Work to be completed: Report each line of the records below that holds the word "Some".

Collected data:

>>>>>

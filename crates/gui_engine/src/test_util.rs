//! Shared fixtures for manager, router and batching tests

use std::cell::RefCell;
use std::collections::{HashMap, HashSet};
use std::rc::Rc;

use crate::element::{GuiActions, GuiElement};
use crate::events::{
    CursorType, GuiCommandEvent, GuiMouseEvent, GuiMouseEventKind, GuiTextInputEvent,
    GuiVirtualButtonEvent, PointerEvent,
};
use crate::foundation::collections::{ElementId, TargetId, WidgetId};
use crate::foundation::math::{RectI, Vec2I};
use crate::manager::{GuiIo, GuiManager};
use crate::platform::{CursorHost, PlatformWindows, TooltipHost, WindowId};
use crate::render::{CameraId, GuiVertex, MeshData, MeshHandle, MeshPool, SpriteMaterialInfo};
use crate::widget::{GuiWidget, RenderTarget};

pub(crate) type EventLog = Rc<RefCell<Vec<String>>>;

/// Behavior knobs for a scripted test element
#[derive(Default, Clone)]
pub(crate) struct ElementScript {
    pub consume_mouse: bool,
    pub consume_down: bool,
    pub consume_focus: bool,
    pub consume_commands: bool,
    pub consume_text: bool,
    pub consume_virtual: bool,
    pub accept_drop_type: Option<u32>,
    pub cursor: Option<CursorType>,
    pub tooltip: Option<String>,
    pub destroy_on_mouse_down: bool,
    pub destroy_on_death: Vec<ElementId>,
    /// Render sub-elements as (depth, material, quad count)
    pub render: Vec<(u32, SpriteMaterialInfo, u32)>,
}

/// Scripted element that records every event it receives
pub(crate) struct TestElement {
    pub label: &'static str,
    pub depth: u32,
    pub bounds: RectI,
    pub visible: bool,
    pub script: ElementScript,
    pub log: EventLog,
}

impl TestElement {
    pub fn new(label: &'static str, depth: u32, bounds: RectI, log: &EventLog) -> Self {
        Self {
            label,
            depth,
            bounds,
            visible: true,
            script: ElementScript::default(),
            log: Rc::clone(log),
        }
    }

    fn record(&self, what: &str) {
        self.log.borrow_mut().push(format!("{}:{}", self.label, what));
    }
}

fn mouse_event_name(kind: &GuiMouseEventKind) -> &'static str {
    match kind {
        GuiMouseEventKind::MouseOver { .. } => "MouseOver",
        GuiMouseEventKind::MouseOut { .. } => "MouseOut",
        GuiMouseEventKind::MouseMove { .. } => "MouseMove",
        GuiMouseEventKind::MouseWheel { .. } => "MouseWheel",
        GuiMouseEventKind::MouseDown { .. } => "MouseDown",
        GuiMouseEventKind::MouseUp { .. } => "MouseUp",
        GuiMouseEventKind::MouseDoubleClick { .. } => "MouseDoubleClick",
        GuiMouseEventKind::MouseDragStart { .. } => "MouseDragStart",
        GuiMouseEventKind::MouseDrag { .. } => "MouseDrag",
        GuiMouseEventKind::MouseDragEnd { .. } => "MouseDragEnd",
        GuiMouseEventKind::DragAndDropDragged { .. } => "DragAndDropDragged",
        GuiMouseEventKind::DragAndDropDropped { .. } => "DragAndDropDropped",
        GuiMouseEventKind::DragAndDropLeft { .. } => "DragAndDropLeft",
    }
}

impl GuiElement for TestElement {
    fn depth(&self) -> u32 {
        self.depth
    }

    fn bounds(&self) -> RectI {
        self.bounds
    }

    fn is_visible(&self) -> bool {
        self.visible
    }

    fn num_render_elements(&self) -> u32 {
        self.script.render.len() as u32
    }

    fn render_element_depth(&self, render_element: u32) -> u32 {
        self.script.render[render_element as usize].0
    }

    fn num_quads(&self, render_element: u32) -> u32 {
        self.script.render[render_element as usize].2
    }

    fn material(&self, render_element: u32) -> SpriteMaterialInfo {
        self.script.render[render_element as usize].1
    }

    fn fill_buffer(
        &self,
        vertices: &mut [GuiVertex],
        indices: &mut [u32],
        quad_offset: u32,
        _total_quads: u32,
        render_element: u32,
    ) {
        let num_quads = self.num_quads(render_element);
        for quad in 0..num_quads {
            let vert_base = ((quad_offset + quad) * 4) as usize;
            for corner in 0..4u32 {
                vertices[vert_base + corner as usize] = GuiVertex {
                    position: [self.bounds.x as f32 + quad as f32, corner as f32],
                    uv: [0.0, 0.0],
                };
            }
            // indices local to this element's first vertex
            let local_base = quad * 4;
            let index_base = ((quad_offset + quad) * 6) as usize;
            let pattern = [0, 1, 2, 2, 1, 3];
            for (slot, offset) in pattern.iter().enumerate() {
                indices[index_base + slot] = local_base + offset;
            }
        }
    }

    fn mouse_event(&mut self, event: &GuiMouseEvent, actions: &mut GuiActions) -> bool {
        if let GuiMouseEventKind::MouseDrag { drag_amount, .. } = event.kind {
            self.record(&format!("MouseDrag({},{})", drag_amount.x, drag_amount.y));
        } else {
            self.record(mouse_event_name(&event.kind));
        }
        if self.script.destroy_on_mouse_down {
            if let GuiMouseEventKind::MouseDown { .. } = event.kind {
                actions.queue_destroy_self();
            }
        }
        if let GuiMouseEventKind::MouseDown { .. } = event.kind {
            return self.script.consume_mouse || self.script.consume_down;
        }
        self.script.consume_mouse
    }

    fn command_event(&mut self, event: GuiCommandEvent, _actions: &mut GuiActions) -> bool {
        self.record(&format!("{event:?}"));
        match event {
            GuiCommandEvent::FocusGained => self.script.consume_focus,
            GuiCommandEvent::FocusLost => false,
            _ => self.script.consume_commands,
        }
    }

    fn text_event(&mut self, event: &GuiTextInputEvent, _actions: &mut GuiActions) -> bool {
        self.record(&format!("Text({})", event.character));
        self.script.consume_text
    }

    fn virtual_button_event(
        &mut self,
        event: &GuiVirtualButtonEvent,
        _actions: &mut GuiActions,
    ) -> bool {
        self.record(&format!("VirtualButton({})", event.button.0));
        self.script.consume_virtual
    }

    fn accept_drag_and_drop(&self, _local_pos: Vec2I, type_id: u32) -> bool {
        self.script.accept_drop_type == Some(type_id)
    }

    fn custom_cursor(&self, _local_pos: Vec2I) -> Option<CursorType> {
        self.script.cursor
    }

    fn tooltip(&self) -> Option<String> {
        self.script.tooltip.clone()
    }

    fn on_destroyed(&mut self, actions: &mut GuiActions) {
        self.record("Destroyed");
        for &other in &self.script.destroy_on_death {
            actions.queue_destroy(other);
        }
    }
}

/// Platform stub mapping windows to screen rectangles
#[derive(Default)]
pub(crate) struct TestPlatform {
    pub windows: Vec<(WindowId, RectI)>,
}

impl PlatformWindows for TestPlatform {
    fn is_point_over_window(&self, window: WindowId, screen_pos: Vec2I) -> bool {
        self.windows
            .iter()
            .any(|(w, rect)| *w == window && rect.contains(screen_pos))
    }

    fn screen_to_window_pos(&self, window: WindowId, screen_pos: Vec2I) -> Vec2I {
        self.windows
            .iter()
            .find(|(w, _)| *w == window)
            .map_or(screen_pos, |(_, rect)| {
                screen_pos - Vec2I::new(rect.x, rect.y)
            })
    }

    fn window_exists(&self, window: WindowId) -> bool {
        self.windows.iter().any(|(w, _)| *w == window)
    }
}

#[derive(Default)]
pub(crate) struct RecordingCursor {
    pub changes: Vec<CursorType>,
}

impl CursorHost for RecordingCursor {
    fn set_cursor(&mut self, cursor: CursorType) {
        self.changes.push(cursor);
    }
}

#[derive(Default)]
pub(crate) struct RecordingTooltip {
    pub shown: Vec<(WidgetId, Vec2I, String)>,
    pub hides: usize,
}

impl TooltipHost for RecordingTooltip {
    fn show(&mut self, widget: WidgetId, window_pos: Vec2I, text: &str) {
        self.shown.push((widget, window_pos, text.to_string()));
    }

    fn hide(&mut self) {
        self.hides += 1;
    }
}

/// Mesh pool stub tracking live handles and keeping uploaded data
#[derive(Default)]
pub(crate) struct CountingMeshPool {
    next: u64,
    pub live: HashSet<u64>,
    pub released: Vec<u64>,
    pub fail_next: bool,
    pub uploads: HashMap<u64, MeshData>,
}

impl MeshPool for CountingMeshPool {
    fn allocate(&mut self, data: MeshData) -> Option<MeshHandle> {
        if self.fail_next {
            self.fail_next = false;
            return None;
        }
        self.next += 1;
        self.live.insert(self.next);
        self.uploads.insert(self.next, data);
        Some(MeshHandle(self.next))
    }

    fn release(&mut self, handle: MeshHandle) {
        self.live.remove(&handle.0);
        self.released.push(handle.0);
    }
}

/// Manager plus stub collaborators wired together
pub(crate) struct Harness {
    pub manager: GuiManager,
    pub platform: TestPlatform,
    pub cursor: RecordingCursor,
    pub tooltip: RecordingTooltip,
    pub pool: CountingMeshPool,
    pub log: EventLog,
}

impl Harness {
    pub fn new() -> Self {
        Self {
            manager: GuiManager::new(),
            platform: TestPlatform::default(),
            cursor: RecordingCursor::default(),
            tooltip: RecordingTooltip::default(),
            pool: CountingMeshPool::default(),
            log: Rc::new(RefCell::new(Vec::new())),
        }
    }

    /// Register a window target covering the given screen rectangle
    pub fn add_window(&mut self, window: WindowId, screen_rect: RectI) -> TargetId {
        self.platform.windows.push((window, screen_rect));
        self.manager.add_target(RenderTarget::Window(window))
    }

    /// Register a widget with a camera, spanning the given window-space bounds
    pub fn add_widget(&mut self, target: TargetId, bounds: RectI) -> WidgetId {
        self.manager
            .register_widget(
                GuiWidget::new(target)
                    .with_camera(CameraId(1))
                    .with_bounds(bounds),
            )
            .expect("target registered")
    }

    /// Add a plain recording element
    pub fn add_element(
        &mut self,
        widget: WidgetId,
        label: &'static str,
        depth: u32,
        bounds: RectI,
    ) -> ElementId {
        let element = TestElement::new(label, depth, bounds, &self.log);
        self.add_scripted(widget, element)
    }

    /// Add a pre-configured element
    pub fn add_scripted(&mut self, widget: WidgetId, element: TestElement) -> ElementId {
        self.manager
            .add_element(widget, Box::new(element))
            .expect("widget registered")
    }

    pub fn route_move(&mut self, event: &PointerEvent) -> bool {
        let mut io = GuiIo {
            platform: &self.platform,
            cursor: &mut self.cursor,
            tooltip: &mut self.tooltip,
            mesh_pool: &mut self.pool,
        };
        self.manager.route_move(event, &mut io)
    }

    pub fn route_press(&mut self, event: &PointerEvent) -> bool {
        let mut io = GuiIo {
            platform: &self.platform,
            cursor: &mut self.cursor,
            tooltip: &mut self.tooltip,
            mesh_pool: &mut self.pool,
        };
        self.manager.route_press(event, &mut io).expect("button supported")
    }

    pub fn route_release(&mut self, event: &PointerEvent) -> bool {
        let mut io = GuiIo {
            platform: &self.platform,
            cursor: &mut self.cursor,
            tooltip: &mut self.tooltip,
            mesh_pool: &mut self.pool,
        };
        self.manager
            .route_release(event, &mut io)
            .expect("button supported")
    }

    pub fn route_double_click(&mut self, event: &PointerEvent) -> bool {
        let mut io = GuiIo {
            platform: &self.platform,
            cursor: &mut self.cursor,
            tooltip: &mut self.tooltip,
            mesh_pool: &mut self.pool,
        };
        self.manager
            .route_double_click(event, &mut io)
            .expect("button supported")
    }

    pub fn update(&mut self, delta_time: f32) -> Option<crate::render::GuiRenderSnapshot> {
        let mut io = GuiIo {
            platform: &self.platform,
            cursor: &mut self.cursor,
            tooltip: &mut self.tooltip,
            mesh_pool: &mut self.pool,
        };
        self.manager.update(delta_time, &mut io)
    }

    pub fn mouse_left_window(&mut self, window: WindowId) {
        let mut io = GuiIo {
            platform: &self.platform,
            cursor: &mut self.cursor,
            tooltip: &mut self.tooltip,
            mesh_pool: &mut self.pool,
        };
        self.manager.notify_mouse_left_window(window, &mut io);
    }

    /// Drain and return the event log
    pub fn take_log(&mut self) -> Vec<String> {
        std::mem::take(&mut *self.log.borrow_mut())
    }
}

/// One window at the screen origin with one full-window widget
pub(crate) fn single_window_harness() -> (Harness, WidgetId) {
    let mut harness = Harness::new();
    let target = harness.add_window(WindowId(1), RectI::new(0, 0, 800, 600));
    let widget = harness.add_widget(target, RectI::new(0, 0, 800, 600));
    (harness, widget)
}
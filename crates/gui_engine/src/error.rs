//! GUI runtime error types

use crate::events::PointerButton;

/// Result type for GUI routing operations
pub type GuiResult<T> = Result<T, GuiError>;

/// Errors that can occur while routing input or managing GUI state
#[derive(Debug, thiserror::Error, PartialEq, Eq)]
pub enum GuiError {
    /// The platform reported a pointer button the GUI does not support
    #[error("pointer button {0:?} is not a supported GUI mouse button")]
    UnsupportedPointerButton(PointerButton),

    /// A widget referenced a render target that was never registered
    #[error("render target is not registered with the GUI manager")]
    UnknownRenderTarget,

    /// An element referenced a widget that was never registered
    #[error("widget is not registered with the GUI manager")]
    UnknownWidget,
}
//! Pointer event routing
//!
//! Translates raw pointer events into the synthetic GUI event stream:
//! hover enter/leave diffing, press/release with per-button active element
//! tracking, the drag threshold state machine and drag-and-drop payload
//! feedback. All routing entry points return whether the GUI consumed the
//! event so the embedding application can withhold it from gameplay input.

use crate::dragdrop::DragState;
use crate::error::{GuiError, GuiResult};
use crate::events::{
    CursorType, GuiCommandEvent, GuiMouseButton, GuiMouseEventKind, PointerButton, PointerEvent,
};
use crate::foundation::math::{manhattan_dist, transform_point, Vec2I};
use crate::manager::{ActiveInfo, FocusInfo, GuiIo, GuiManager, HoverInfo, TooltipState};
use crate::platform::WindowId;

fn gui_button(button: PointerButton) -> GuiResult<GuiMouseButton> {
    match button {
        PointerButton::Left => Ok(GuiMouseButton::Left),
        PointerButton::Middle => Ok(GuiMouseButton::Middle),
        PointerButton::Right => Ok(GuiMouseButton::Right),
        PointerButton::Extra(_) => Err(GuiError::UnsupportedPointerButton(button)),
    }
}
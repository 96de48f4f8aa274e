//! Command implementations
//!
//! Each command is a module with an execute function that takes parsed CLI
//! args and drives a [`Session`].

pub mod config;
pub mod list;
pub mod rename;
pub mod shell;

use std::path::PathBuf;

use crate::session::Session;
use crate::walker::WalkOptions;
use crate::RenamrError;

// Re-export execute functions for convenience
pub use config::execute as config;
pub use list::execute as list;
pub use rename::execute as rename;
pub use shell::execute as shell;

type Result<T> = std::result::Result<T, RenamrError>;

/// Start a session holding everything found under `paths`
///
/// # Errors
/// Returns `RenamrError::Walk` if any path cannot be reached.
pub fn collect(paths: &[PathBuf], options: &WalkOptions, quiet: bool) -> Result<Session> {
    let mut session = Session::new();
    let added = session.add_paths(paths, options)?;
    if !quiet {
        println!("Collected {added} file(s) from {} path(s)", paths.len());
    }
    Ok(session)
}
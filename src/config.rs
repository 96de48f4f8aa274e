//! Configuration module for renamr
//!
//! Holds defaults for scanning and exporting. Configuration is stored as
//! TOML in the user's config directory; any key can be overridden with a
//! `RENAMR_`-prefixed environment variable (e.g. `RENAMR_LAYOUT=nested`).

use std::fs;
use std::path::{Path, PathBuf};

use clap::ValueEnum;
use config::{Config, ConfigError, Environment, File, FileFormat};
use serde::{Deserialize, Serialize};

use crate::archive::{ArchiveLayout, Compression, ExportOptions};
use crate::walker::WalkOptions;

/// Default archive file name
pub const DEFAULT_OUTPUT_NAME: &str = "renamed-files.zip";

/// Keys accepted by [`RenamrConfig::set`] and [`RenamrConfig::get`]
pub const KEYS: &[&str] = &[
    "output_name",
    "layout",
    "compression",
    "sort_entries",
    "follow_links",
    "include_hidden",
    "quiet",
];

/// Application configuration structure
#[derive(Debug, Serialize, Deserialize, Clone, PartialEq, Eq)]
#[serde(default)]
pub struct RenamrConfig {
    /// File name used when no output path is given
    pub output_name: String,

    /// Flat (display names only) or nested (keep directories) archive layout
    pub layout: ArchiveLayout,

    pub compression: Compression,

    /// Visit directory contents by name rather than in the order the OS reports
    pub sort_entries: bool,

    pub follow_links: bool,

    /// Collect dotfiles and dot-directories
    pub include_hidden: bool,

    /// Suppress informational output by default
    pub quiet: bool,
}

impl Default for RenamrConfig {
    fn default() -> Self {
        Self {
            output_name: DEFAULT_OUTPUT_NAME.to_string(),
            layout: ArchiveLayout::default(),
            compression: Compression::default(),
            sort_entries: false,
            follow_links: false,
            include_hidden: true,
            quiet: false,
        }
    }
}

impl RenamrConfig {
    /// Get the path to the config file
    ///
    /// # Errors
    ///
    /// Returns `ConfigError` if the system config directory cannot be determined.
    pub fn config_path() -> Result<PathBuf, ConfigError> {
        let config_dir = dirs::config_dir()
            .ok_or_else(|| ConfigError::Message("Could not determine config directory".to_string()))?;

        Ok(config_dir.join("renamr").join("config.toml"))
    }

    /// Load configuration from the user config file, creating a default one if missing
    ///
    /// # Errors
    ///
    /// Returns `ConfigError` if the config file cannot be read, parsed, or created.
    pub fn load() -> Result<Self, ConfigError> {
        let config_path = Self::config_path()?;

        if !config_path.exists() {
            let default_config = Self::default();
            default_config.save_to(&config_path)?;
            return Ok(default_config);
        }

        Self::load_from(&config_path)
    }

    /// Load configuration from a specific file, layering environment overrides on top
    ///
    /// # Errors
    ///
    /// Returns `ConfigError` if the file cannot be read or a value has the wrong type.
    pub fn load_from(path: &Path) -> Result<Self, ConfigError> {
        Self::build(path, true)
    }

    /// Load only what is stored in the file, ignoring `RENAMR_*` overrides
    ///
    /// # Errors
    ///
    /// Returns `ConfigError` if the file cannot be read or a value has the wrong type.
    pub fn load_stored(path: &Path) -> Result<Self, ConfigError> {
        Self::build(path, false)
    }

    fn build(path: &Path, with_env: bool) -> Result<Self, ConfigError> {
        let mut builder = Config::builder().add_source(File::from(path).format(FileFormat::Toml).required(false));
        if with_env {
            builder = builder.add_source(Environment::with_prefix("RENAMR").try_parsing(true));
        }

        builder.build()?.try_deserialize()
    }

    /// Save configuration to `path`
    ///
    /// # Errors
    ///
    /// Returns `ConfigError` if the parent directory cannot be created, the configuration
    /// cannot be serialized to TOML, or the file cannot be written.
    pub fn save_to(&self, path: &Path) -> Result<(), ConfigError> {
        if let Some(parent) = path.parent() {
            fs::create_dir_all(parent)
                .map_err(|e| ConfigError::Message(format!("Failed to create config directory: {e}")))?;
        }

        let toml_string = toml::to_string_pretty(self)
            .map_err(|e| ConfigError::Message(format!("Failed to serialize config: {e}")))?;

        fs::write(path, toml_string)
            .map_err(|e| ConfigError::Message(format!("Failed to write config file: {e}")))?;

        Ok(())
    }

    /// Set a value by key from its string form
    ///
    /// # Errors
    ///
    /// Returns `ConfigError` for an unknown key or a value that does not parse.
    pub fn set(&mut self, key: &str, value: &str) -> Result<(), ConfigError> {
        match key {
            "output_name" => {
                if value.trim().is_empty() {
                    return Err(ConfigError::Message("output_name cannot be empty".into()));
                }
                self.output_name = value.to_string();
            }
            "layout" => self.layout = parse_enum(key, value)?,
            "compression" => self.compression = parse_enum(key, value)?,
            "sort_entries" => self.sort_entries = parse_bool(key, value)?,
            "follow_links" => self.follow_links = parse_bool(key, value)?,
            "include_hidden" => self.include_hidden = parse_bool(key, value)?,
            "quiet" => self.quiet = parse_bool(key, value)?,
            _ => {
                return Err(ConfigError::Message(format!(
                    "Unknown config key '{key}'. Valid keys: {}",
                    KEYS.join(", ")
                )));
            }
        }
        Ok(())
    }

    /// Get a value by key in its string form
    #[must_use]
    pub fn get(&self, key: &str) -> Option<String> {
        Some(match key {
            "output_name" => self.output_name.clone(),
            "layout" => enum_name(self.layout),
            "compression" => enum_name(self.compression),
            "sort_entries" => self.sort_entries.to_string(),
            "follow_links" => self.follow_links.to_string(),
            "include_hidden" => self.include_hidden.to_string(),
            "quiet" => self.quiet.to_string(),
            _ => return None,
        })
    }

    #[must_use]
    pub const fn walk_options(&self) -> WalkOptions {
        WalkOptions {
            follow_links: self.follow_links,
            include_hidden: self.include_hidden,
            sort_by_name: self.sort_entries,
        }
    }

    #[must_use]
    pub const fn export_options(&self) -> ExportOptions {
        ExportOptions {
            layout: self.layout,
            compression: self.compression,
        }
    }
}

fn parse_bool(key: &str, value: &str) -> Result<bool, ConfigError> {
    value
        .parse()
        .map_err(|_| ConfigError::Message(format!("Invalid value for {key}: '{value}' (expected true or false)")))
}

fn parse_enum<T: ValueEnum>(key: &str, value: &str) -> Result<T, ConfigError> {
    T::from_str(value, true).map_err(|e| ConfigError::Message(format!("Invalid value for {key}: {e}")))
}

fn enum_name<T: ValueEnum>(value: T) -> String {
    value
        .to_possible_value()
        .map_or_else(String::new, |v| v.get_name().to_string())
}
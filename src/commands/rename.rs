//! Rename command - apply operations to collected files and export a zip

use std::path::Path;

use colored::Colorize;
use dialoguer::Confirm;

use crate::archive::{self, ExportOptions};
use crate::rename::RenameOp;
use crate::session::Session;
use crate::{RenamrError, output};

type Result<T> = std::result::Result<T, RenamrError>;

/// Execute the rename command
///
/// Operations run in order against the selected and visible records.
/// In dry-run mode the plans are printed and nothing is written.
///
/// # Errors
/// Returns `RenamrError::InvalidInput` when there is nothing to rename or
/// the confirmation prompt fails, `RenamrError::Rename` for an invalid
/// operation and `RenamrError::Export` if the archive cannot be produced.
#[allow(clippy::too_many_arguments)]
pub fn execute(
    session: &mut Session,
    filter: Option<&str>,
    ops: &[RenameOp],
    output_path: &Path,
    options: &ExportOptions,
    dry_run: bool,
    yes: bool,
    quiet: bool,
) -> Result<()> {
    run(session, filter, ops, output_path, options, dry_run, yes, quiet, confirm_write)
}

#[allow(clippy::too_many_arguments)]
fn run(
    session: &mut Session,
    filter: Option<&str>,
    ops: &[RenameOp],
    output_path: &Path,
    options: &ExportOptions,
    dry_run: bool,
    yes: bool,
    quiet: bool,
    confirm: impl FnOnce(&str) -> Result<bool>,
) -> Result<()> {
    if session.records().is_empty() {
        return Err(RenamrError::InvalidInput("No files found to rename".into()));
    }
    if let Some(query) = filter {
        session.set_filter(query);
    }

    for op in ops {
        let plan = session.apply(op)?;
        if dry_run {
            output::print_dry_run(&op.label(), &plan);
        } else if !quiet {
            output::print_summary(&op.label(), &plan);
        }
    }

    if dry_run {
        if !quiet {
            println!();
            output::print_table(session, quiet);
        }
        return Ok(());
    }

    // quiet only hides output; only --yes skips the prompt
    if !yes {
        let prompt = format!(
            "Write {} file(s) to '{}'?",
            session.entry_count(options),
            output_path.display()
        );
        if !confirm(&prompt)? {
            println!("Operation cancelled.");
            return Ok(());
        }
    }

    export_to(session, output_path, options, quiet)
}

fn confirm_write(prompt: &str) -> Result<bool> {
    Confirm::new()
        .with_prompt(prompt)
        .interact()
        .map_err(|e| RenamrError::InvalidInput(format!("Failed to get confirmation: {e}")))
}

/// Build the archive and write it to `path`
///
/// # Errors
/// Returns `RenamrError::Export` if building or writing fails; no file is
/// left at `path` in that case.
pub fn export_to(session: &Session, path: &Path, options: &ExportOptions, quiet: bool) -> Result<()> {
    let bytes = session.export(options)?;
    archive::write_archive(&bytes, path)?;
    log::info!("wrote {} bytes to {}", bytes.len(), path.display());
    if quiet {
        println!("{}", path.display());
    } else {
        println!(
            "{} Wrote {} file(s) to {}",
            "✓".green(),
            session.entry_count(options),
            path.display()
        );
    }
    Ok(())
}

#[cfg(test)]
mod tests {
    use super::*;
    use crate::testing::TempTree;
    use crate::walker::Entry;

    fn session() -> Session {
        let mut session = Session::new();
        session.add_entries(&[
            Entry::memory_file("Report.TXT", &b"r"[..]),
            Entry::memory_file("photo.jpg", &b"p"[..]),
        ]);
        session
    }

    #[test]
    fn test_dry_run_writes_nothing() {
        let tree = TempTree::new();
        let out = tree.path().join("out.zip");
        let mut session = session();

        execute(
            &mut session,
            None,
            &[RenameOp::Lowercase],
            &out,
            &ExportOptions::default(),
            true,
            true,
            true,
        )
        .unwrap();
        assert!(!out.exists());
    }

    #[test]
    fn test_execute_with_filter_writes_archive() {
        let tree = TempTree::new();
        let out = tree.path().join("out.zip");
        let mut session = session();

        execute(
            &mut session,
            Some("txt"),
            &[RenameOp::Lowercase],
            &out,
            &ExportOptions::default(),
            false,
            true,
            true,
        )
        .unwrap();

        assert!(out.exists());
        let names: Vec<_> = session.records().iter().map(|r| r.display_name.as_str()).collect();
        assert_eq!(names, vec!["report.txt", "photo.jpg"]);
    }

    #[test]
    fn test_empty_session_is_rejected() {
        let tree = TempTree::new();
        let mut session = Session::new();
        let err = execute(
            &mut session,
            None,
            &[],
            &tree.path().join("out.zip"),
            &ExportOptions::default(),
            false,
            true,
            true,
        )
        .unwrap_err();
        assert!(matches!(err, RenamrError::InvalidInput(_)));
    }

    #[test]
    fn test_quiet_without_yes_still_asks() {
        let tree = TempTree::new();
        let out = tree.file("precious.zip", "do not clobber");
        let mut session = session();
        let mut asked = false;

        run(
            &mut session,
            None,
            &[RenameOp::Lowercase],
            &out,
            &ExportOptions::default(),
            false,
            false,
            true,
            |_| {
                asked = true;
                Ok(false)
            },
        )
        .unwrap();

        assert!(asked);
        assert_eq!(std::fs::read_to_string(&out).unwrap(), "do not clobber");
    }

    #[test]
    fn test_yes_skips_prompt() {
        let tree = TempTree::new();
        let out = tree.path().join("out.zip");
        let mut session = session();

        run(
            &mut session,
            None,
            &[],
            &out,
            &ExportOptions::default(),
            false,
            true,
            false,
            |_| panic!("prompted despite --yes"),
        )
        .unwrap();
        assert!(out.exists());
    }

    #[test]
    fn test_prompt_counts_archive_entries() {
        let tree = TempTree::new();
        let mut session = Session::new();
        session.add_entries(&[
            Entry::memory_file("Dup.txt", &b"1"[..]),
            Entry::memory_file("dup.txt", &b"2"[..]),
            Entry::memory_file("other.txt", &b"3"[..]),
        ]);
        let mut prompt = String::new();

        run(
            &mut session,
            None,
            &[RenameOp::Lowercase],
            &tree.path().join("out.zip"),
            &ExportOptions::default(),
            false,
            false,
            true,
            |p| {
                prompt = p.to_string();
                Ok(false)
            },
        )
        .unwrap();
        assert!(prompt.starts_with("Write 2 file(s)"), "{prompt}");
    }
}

<<<<<

Response below:
        self.script.accept_drop_type == Some(type_id)
        Some(MeshHandle(self.next))
        if let Some(parent) = path.parent() {
        Some(match key {
    if let Some(query) = filter {
            Some("txt"),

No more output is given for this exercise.